Plusieurs méthodes existent. Parmi les plus connues :

  • IDEF0 : une méthode graphique développée dans les années 1970, utilisée pour décomposer les fonctions d’un système en blocs clairs et interconnectés.
    ARIS : un cadre méthodologique complet apparu dans les années 1990, qui permet de représenter différentes vues d’un système (fonctionnelle, informationnelle, organisationnelle, etc.).
  • UML (Unified Modeling Language) : un langage de modélisation issu du génie logiciel, qui permet de représenter les objets, les interactions et les comportements d’un système. Très utilisé pour concevoir les logiciels hospitaliers ou modéliser des systèmes d’information de santé.
  • BPMN (Business Process Model and Notation) : un langage graphique conçu pour décrire les processus métiers de manière simple et intuitive. Il est particulièrement adapté à la cartographie des parcours patients et à la collaboration entre équipes médicales et administratives.

La figure ci-dessous illustre la brique de base d’un modèle IDEF0 : une fonction (une activité) transforme un input en un output sous certaines contraintes (control) et grâce à certains mécanismes (mechanism ou ressources).

Un exemple concret : l’hospitalisation d’une personne âgée suite à un passage aux urgences

Prenons le parcours à l’hôpital d’une personne âgée : passage aux urgences, hospitalisation en court séjour gériatrique (CSG), soins médicaux et de réadaptation (SMR). Derrière ce scénario en apparence banal se cachent plusieurs activités, ressources (logiciels, personnels, documents), décisions à prendre. Grâce à la modélisation, on peut analyser chaque étape, repérer les goulots d’étranglement pouvant générer de l’attente pour le patient, calculer les coûts, et même proposer une nouvelle organisation plus fluide.

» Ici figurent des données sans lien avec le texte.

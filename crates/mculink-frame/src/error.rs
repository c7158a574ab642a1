/// Errors that can occur during block encoding/decoding.
#[derive(Debug, thiserror::Error)]
pub enum FrameError {
    /// The payload does not fit in a single block.
    #[error("payload too large ({size} bytes, max {max})")]
    PayloadTooLarge { size: usize, max: usize },

    /// A VLQ integer ran past the end of its buffer.
    #[error("truncated integer at offset {offset}")]
    Truncated { offset: usize },

    /// A VLQ integer used more bytes than a 32-bit value can need.
    #[error("integer at offset {offset} exceeds 5 bytes")]
    Overlong { offset: usize },

    /// An I/O error occurred while reading or writing blocks.
    #[error("frame I/O error: {0}")]
    Io(#[from] std::io::Error),

    /// The connection was closed before a complete block was received.
    #[error("connection closed (incomplete block)")]
    ConnectionClosed,
}

pub type Result<T> = std::result::Result<T, FrameError>;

La figure ci-dessous présente un logigramme simplifié de ce processus : les patients arrivent dans le service d’urgence. Si une hospitalisation est nécessaire, le patient est transféré vers un service de court séjour gériatrique, ou un autre service selon la pathologie. Suite au court séjour gériatrique, si le patient nécessite un suivi, il peut être transféré vers un service de soins médicaux et de réadaptation (SMR).

Dans ce parcours, plusieurs goulots d’étranglement peuvent exister à chaque étape : entre les urgences et le CSG, entre le CSG, et le SMR, etc. Ces goulots peuvent être dus à un manque de ressources (on parle de lits associés aux ressources humaines adéquates), et dégradent la qualité de service. Ainsi, un indicateur important que nous pouvons mesurer est la durée de séjour dans les différents services. Un autre indicateur important pourrait être le taux d’occupation des lits.

Afin d’évaluer les performances de ce système, il est nécessaire d’implémenter le modèle dans un outil de simulation à événements discrets par exemple. Cette implémentation requiert aussi des données à collecter dans l’hôpital. Enfin, la modélisation peut également donner lieu à un modèle d’optimisation, qui permet de déterminer les meilleures décisions à prendre tout au long du parcours.

En résumé

La modélisation mathématique ne remplace pas les médecins, mais elle aide à mieux organiser le soin. C’est une boussole pour les décideurs, un langage commun pour les équipes, et une boîte à outils pour améliorer la qualité des soins… sans forcément dépenser plus.

Alors, la prochaine fois que vous attendez en salle d’attente, souvenez-vous : quelque part, des chercheurs modélisent votre parcours pour que, demain, votre expérience soit plus fluide et plus humaine.